As a Sales VP or sales manager, it is so critical for you to put your reps in a position to succeed and best take advantage of their talents. Inbound sales reps should focus only on that area, while outbound prospecting reps focus only on cold-calling and lead generation. Reps who are more comfortable working on fewer-but-larger opportunities should only work those, while newer reps should handle smaller accounts. Know your reps’ strong suits and weak points, and then put them in the right position tactically and strategically to succeed, where they can help the team.
Sales management takeaway: Know your team’s traits, and assign reps to roles where they can succeed.
5) Set realistic and achievable expectations
Prior to the start of the tournament, USMNT manager Jurgen Klinsmann caused a bit of a stir when he was quoted in The New York Times saying:
We cannot win this World Cup, because we are not at that level yet. For us, we have to play the game of our lives seven times to win this tournament. Realistically, it is not possible. - Jurgen Klinsmann
- Jurgen Klinsmann
That quote was immediately met with backlash. “That’s un-American,” the masses cried, accusing the German-born Klinsmann of having a defeatist attitude. The American sporting spirit insists that we can win any event we enter; otherwise, what’s the point of even trying?
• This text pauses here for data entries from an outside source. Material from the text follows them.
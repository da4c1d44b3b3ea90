use std::sync::Arc;

use rand::rngs::StdRng;
use rand::seq::SliceRandom;
use rand::{Rng, SeedableRng};
use tracing::debug;

use crate::environment::PassengerState;
use crate::error::{PlanningError, PlanningResult};
use crate::grid::{Coord, GridGraph};
use crate::world::GridWorld;

use super::params::ScenarioParams;

/// The classic 5x5 taxi map with its four landmark stands.
pub const DEFAULT_TAXI_MAP: [&str; 7] = [
    "+---------+",
    "|R: | : :G|",
    "| : | : : |",
    "| : : : : |",
    "| | : | : |",
    "|Y| : |B: |",
    "+---------+",
];

pub fn default_taxi_map() -> Vec<String> {
    DEFAULT_TAXI_MAP.iter().map(|row| row.to_string()).collect()
}

pub fn build_graph(params: &ScenarioParams) -> PlanningResult<Arc<GridGraph>> {
    Ok(Arc::new(GridGraph::build(&params.map)?))
}

/// Build the initial world for a scenario.
///
/// Explicit placements are used as given; anything left unset is placed
/// at random from a `StdRng` seeded with the scenario seed, so equal params
/// always build equal worlds.
pub fn build_world(params: &ScenarioParams) -> PlanningResult<GridWorld> {
    params.validate()?;
    let graph = build_graph(params)?;
    let mut rng = StdRng::seed_from_u64(params.effective_seed());

    let taxi_locations = match &params.taxi_locations {
        Some(locations) => locations.clone(),
        None => random_taxi_locations(&mut rng, &graph, params.num_taxis),
    };
    let passengers = match &params.passengers {
        Some(placements) => placements
            .iter()
            .map(|p| PassengerState::waiting(p.pickup, p.destination))
            .collect(),
        None => random_passengers(&mut rng, &graph, params.num_passengers)?,
    };

    debug!(
        taxis = ?taxi_locations,
        passengers = passengers.len(),
        seed = params.effective_seed(),
        "scenario world built"
    );
    GridWorld::new(graph, taxi_locations, passengers)
}

/// Uniform cells for taxis; several taxis may share a cell.
pub fn random_taxi_locations<R: Rng>(rng: &mut R, graph: &GridGraph, count: usize) -> Vec<Coord> {
    (0..count)
        .map(|_| graph.coord_of(rng.gen_range(0..graph.node_count())))
        .collect()
}

/// Random waiting passengers on distinct pickup cells, each with a
/// destination that differs from its pickup and is reachable from it.
///
/// Pickup boards whichever passenger waits at the taxi's cell, so two
/// passengers never start on the same cell.
pub fn random_passengers<R: Rng>(
    rng: &mut R,
    graph: &GridGraph,
    count: usize,
) -> PlanningResult<Vec<PassengerState>> {
    let cells: Vec<Coord> = graph.cells().collect();
    if count > cells.len() {
        return Err(PlanningError::invalid_scenario(format!(
            "{} passengers need distinct pickups but the grid has {} cells",
            count,
            cells.len()
        )));
    }
    let pickups: Vec<Coord> = cells.choose_multiple(rng, count).copied().collect();

    pickups
        .into_iter()
        .map(|pickup| {
            let destination = random_destination(rng, graph, pickup).ok_or_else(|| {
                PlanningError::invalid_scenario(format!(
                    "no reachable destination distinct from pickup {}",
                    pickup
                ))
            })?;
            Ok(PassengerState::waiting(pickup, destination))
        })
        .collect()
}

pub fn random_destination<R: Rng>(rng: &mut R, graph: &GridGraph, pickup: Coord) -> Option<Coord> {
    let candidates: Vec<Coord> = graph
        .cells()
        .filter(|&cell| cell != pickup && graph.distance(pickup, cell).is_ok())
        .collect();
    candidates.choose(rng).copied()
}

#[cfg(test)]
mod tests {
    use super::*;
    use crate::environment::TaxiEnvironment;

    #[test]
    fn default_map_is_five_by_five() {
        let graph = GridGraph::build(&DEFAULT_TAXI_MAP).unwrap();
        assert_eq!((graph.rows(), graph.cols()), (5, 5));
    }

    #[test]
    fn same_seed_builds_same_world() {
        let params = ScenarioParams::default().with_fleet(3, 3).with_seed(11);
        let a = build_world(&params).unwrap().snapshot();
        let b = build_world(&params).unwrap().snapshot();
        assert_eq!(a, b);
        for passenger in &a.passengers {
            assert_ne!(passenger.location, passenger.destination);
        }
    }

    #[test]
    fn random_passengers_never_share_a_pickup() {
        let graph = GridGraph::build(&DEFAULT_TAXI_MAP).unwrap();
        for seed in 0..50 {
            let mut rng = StdRng::seed_from_u64(seed);
            let passengers = random_passengers(&mut rng, &graph, 6).unwrap();
            let mut pickups: Vec<Coord> = passengers.iter().map(|p| p.location).collect();
            pickups.sort();
            pickups.dedup();
            assert_eq!(pickups.len(), 6, "seed {seed}");
        }
    }

    #[test]
    fn more_passengers_than_cells_is_rejected() {
        let params = ScenarioParams::default()
            .with_map(&["+---+", "| : |", "+---+"])
            .with_fleet(3, 3);
        assert!(matches!(
            build_world(&params),
            Err(PlanningError::InvalidScenario { .. })
        ));
    }

    #[test]
    fn single_cell_map_cannot_place_passengers() {
        let params = ScenarioParams::default().with_map(&["+-+", "| |", "+-+"]);
        assert!(matches!(
            build_world(&params),
            Err(PlanningError::InvalidScenario { .. })
        ));
    }
}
Cooler heads saw what Klinsmann was doing. He was taking the pressure of performing off his players, while having an eye on the bigger picture – laying a solid foundation, gaining experience and building a program that can realistically win World Cups in the future. Of course, some suspected that he was also trying to put a chip on his players’ shoulders; nothing drives motivation more than someone telling you you can’t do something.
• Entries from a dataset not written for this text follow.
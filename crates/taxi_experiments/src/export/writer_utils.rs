use std::fs::File;
use std::path::Path;

pub(crate) fn ensure_not_empty<T>(items: &[T]) -> Result<(), Box<dyn std::error::Error>> {
    if items.is_empty() {
        return Err("no experiment results to export".into());
    }

    Ok(())
}

/// Create the output file, making missing parent directories first.
pub(crate) fn create_output_file(
    path: impl AsRef<Path>,
) -> Result<File, Box<dyn std::error::Error>> {
    let path = path.as_ref();
    if let Some(parent) = path.parent().filter(|p| !p.as_os_str().is_empty()) {
        std::fs::create_dir_all(parent)?;
    }
    Ok(File::create(path)?)
}
//! Discrete action vocabulary shared with the environment.
//!
//! Codes are fixed: `0` south, `1` north, `2` east, `3` west, `4` pickup and
//! `5 + p` to drop off passenger `p`.

use std::fmt;

use serde::{Deserialize, Serialize};

pub const PICKUP_CODE: u32 = 4;
pub const DROP_OFF_PASSENGER_ZERO_CODE: u32 = 5;

/// One step across an edge of the grid graph.
#[derive(Debug, Clone, Copy, PartialEq, Eq, Hash, Serialize, Deserialize)]
pub enum Direction {
    South,
    North,
    East,
    West,
}

impl Direction {
    pub const ALL: [Direction; 4] = [
        Direction::South,
        Direction::North,
        Direction::East,
        Direction::West,
    ];

    pub fn code(self) -> u32 {
        match self {
            Direction::South => 0,
            Direction::North => 1,
            Direction::East => 2,
            Direction::West => 3,
        }
    }

    /// Row and column offsets applied by this direction.
    pub fn offset(self) -> (isize, isize) {
        match self {
            Direction::South => (1, 0),
            Direction::North => (-1, 0),
            Direction::East => (0, 1),
            Direction::West => (0, -1),
        }
    }
}

/// An action issued to a single taxi for one environment tick.
#[derive(Debug, Clone, Copy, PartialEq, Eq, Hash, Serialize, Deserialize)]
pub enum Action {
    Move(Direction),
    /// Board the waiting passenger at the taxi's cell (resolved by the environment).
    Pickup,
    /// Drop off the passenger with this index.
    DropOff(usize),
}

impl Action {
    /// Integer code for this action, or `None` when a drop-off index is too
    /// large for the `u32` code space.
    pub fn code(self) -> Option<u32> {
        match self {
            Action::Move(direction) => Some(direction.code()),
            Action::Pickup => Some(PICKUP_CODE),
            Action::DropOff(passenger) => u32::try_from(passenger)
                .ok()
                .and_then(|index| index.checked_add(DROP_OFF_PASSENGER_ZERO_CODE)),
        }
    }

    pub fn from_code(code: u32) -> Self {
        match code {
            0 => Action::Move(Direction::South),
            1 => Action::Move(Direction::North),
            2 => Action::Move(Direction::East),
            3 => Action::Move(Direction::West),
            PICKUP_CODE => Action::Pickup,
            other => Action::DropOff((other - DROP_OFF_PASSENGER_ZERO_CODE) as usize),
        }
    }

    pub fn is_move(self) -> bool {
        matches!(self, Action::Move(_))
    }
}

impl From<Direction> for Action {
    fn from(direction: Direction) -> Self {
        Action::Move(direction)
    }
}

impl fmt::Display for Action {
    fn fmt(&self, f: &mut fmt::Formatter<'_>) -> fmt::Result {
        match self {
            Action::Move(direction) => write!(f, "move {:?}", direction),
            Action::Pickup => f.write_str("pickup"),
            Action::DropOff(passenger) => write!(f, "drop off passenger {}", passenger),
        }
    }
}
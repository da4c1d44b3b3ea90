mod support;

use rand::rngs::StdRng;
use rand::SeedableRng;
use taxi_core::detour::{primary_route, DetourPlanner};
use taxi_core::environment::{EnvSnapshot, PassengerState, PassengerStatus, TaxiId};
use taxi_core::grid::{Coord, GridGraph};
use taxi_core::scenario::{random_passengers, random_taxi_locations};
use taxi_core::test_helpers::{open_grid, taxi_map};

fn snapshot(taxi: Coord, passengers: &[(Coord, Coord)]) -> EnvSnapshot {
    EnvSnapshot {
        taxi_locations: vec![taxi],
        passengers: passengers
            .iter()
            .map(|&(pickup, destination)| PassengerState::waiting(pickup, destination))
            .collect(),
    }
}

fn own_trip() -> (Coord, Coord) {
    (Coord::new(0, 1), Coord::new(0, 4))
}

#[test]
fn accepted_detours_always_bring_the_passenger_closer() {
    let graph = taxi_map();
    let planner = DetourPlanner::new(3);
    let mut rng = StdRng::seed_from_u64(99);
    let mut accepted = 0;

    for _ in 0..300 {
        let snap = EnvSnapshot {
            taxi_locations: random_taxi_locations(&mut rng, &graph, 1),
            passengers: random_passengers(&mut rng, &graph, 4).unwrap(),
        };
        let Some(found) = planner
            .find_opportunity(&graph, &snap, TaxiId(0), 0)
            .unwrap()
        else {
            continue;
        };
        accepted += 1;

        let candidate = snap.passengers[found.passenger];
        assert_ne!(found.passenger, 0);
        assert!(candidate.is_waiting());
        assert_eq!(found.pickup, candidate.location);
        assert!(found.hops_to_pickup <= 3);
        assert!(found.remaining_distance < found.baseline_distance);
        assert_eq!(
            graph.distance(found.drop_off, candidate.destination),
            Ok(found.remaining_distance)
        );

        let route = primary_route(&graph, &snap, TaxiId(0), 0).unwrap();
        assert!(route.coords.contains(&found.drop_off));
    }

    assert!(accepted > 0, "no detour accepted in 300 random scenarios");
}

#[test]
fn first_candidate_in_budget_decides_the_scan() {
    let graph = open_grid(4, 5);
    let (pickup, destination) = own_trip();
    // Passenger 1 is in budget but its destination is nowhere near the
    // route; passenger 2 would be a good detour but is never evaluated.
    let mut snap = snapshot(
        Coord::new(0, 0),
        &[
            (pickup, destination),
            (Coord::new(1, 0), Coord::new(2, 0)),
            (Coord::new(0, 0), Coord::new(1, 4)),
        ],
    );
    let planner = DetourPlanner::new(1);
    assert_eq!(
        planner
            .find_opportunity(&graph, &snap, TaxiId(0), 0)
            .unwrap(),
        None
    );

    snap.passengers[1].status = PassengerStatus::Delivered;
    let found = planner
        .find_opportunity(&graph, &snap, TaxiId(0), 0)
        .unwrap()
        .expect("passenger 2 is evaluated once passenger 1 is gone");
    assert_eq!(found.passenger, 2);
    assert_eq!(found.drop_off, Coord::new(0, 4));
    assert_eq!(found.baseline_distance, 5);
    assert_eq!(found.remaining_distance, 1);
}

#[test]
fn candidates_beyond_the_budget_are_skipped() {
    let graph = open_grid(4, 5);
    let (pickup, destination) = own_trip();
    let snap = snapshot(
        Coord::new(0, 0),
        &[
            (pickup, destination),
            (Coord::new(3, 4), Coord::new(0, 4)),
            (Coord::new(1, 0), Coord::new(1, 4)),
        ],
    );

    let found = DetourPlanner::new(1)
        .find_opportunity(&graph, &snap, TaxiId(0), 0)
        .unwrap()
        .expect("passenger 2 is within one hop");
    assert_eq!(found.passenger, 2);
    assert_eq!(found.hops_to_pickup, 1);

    let none = DetourPlanner::new(0)
        .find_opportunity(&graph, &snap, TaxiId(0), 0)
        .unwrap();
    assert_eq!(none, None);
}

#[test]
fn unreachable_candidates_are_skipped() {
    let graph = GridGraph::build(&support::maps::SPLIT_ROWS).unwrap();
    let snap = snapshot(
        Coord::new(0, 0),
        &[
            (Coord::new(0, 1), Coord::new(0, 2)),
            (Coord::new(1, 0), Coord::new(1, 2)),
        ],
    );
    let found = DetourPlanner::new(10)
        .find_opportunity(&graph, &snap, TaxiId(0), 0)
        .unwrap();
    assert_eq!(found, None);
}

#[test]
fn passengers_already_aboard_are_not_candidates() {
    let graph = open_grid(4, 5);
    let (pickup, destination) = own_trip();
    let mut snap = snapshot(
        Coord::new(0, 0),
        &[(pickup, destination), (Coord::new(1, 0), Coord::new(1, 4))],
    );
    snap.passengers[1].status = PassengerStatus::InTaxi(TaxiId(1));
    let found = DetourPlanner::new(3)
        .find_opportunity(&graph, &snap, TaxiId(0), 0)
        .unwrap();
    assert_eq!(found, None);
}

/// Acceptance only compares the distance left after drop-off with the
/// direct trip. The hops spent riding in the taxi are not charged, so a
/// detour can be accepted even when the passenger travels further overall.
#[test]
fn acceptance_ignores_hops_spent_aboard() {
    let graph = open_grid(4, 5);
    let (pickup, destination) = own_trip();
    let snap = snapshot(
        Coord::new(0, 0),
        &[(pickup, destination), (Coord::new(1, 0), Coord::new(1, 4))],
    );
    let found = DetourPlanner::new(1)
        .find_opportunity(&graph, &snap, TaxiId(0), 0)
        .unwrap()
        .expect("detour accepted");

    // Pickup (1,0) -> back to (0,0) -> own pickup (0,1) -> drop-off (0,4).
    let hops_aboard = graph.distance(found.pickup, pickup).unwrap()
        + graph.distance(pickup, found.drop_off).unwrap();
    assert_eq!(hops_aboard, 5);
    assert!(hops_aboard + found.remaining_distance > found.baseline_distance);
}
Sales managers should approach quota-setting in the same manner, using sales metrics to set realistic and achievable ones. Giving your reps unreachable quotas will only cause unnecessary stress, discouragement and a loss of morale. When you set achievable quotas, not only will your reps have a chance to hit them, but if they surpass them, the positive feelings across the whole team will be invaluable.
Sales management takeaway: Set goals that, while aggressive, are also achievable and realistic.
6) Celebrate wins with your team
If Mexican manager Miguel Herrera isn’t afraid to let loose with his team – while wearing a suit on the pitch, no less – then surely you can too!
After all, you’ve worked hard together to get to these wins. With your leadership and strategy, and with your reps’ hard work, you’ve come together to achieve something great.
Sales management takeaway: Go ahead and give yourselves a pat on the back – you deserve it!